> [Work to complete] In the records below, find each line containing the word "CreatedDesc" and copy it.

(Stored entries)
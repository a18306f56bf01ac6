//! OTP-gated account operations: password reset and profile updates
//!
//! These functions tie the challenge workflow in the session to durable
//! account state. Each protected mutation consumes its challenge at the
//! moment it runs, so a verification is good for exactly one action.

use tracing::{info, instrument};

use crate::credentials;
use crate::error::{Error, Result};
use crate::models::{ProfileUpdate, User};
use crate::otp::{Challenge, Purpose};
use crate::session::Session;
use crate::store::UserRepository;

/// Begin a password reset for whoever `identifier` names.
///
/// Returns the issued challenge when the identity resolves and `None`
/// when it does not. Callers must present both outcomes identically;
/// distinguishing them would confirm which usernames exist.
#[instrument(skip(store, session))]
pub fn request_password_reset<S: UserRepository>(
    store: &S,
    session: &mut Session,
    identifier: &str,
) -> Result<Option<Challenge>> {
    match credentials::resolve_user(store, identifier.trim()) {
        Ok(user) => {
            let challenge = session.request_challenge(Purpose::PasswordReset, &user.username);
            Ok(Some(challenge.clone()))
        }
        Err(Error::NotFound(_)) => {
            info!("password reset requested for unknown identifier");
            Ok(None)
        }
        Err(e) => Err(e),
    }
}

/// Finish a password reset with a new password pair.
///
/// Requires a verified password-reset challenge; consuming it here makes
/// the verification single-use even if the store write fails afterwards.
#[instrument(skip_all)]
pub fn complete_password_reset<S: UserRepository>(
    store: &S,
    session: &mut Session,
    new_password: &str,
    confirm_password: &str,
) -> Result<()> {
    if new_password.is_empty() || new_password != confirm_password {
        return Err(Error::Validation(
            "Passwords do not match or are empty.".to_string(),
        ));
    }

    let challenge = session.consume_challenge(Purpose::PasswordReset)?;
    let password_hash = credentials::hash_password(new_password)?;
    store.set_password_hash(challenge.subject(), &password_hash)?;
    info!(username = challenge.subject(), "password reset completed");
    Ok(())
}

/// Issue a profile-update challenge for the logged-in user.
pub fn request_profile_update(session: &mut Session) -> Result<Challenge> {
    let username = session.authenticated_user()?.to_string();
    Ok(session
        .request_challenge(Purpose::ProfileUpdate, &username)
        .clone())
}

/// Apply a profile edit for the logged-in user.
///
/// Requires a verified profile-update challenge bound to the same
/// session identity.
#[instrument(skip(store, session, update))]
pub fn update_profile<S: UserRepository>(
    store: &S,
    session: &mut Session,
    update: &ProfileUpdate,
) -> Result<User> {
    session.authenticated_user()?;
    let challenge = session.consume_challenge(Purpose::ProfileUpdate)?;
    let user = store.update_profile(challenge.subject(), update)?;
    info!(username = %user.username, "profile updated");
    Ok(user)
}

/// Record an uploaded profile picture for the logged-in user.
/// Unlike field edits, this does not require a challenge.
pub fn set_profile_picture<S: UserRepository>(
    store: &S,
    session: &Session,
    filename: &str,
) -> Result<()> {
    let username = session.authenticated_user()?;
    store.set_profile_picture(username, filename)
}
//! Note model

use chrono::{DateTime, Utc};
use serde::{Deserialize, Serialize};

/// A personal note owned by a single user
#[derive(Debug, Clone, Serialize, Deserialize)]
pub struct Note {
    pub id: u64,
    pub owner: String,
    pub title: String,
    pub content: String,
    pub status: NoteStatus,
    // Absent on records imported from older data files; such notes sort
    // as the earliest possible timestamp.
    #[serde(default)]
    pub created_at: Option<DateTime<Utc>>,
    #[serde(default)]
    pub updated_at: Option<DateTime<Utc>>,
}

impl Note {
    pub fn new(id: u64, owner: String, title: String, content: String) -> Self {
        Self {
            id,
            owner,
            title,
            content,
            status: NoteStatus::Active,
            created_at: Some(Utc::now()),
            updated_at: None,
        }
    }

    /// Creation timestamp used for ordering.
    pub fn created_key(&self) -> DateTime<Utc> {
        self.created_at.unwrap_or(DateTime::<Utc>::MIN_UTC)
    }

    /// Last-touched timestamp used for ordering; falls back to creation.
    pub fn updated_key(&self) -> DateTime<Utc> {
        self.updated_at.unwrap_or_else(|| self.created_key())
    }
}

/// Lifecycle state of a note
#[derive(Debug, Clone, Copy, PartialEq, Eq, Serialize, Deserialize)]
#[serde(rename_all = "lowercase")]
pub enum NoteStatus {
    Active,
    Archived,
}

impl NoteStatus {
    pub fn label(&self) -> &'static str {
        match self {
            NoteStatus::Active => "active",
            NoteStatus::Archived => "archived",
        }
    }
}

/// Sort order for note listings
#[derive(Debug, Clone, Copy, PartialEq, Eq, Default)]
pub enum NoteSort {
    #[default]
    CreatedDesc,
    CreatedAsc,
    TitleAsc,
    TitleDesc,
    UpdatedDesc,
}

impl NoteSort {
    /// Parse the sort selector used by the listing surface.
    /// Unknown values fall back to newest-first.
    pub fn from_query(value: &str) -> Self {
        match value {
            "date_asc" => NoteSort::CreatedAsc,
            "title_asc" => NoteSort::TitleAsc,
            "title_desc" => NoteSort::TitleDesc,
            "updated_desc" => NoteSort::UpdatedDesc,
            _ => NoteSort::CreatedDesc,
        }
    }
}

#[cfg(test)]
mod tests {
    use super::*;

    #[test]
    fn test_new_note_is_active() {
        let note = Note::new(1, "alice".into(), "Groceries".into(), "eggs".into());
        assert_eq!(note.status, NoteStatus::Active);
        assert!(note.created_at.is_some());
        assert!(note.updated_at.is_none());
    }

    #[test]
    fn test_missing_created_at_sorts_earliest() {
        let mut note = Note::new(1, "alice".into(), "t".into(), "c".into());
        note.created_at = None;
        assert_eq!(note.created_key(), DateTime::<Utc>::MIN_UTC);
    }

    #[test]
    fn test_updated_key_falls_back_to_created() {
        let note = Note::new(1, "alice".into(), "t".into(), "c".into());
        assert_eq!(note.updated_key(), note.created_key());
    }

    #[test]
    fn test_sort_from_query() {
        assert_eq!(NoteSort::from_query("date_asc"), NoteSort::CreatedAsc);
        assert_eq!(NoteSort::from_query("title_desc"), NoteSort::TitleDesc);
        assert_eq!(NoteSort::from_query("bogus"), NoteSort::CreatedDesc);
    }
}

> [Finished exercise]
    CreatedDesc,
            _ => NoteSort::CreatedDesc,
        assert_eq!(NoteSort::from_query("bogus"), NoteSort::CreatedDesc);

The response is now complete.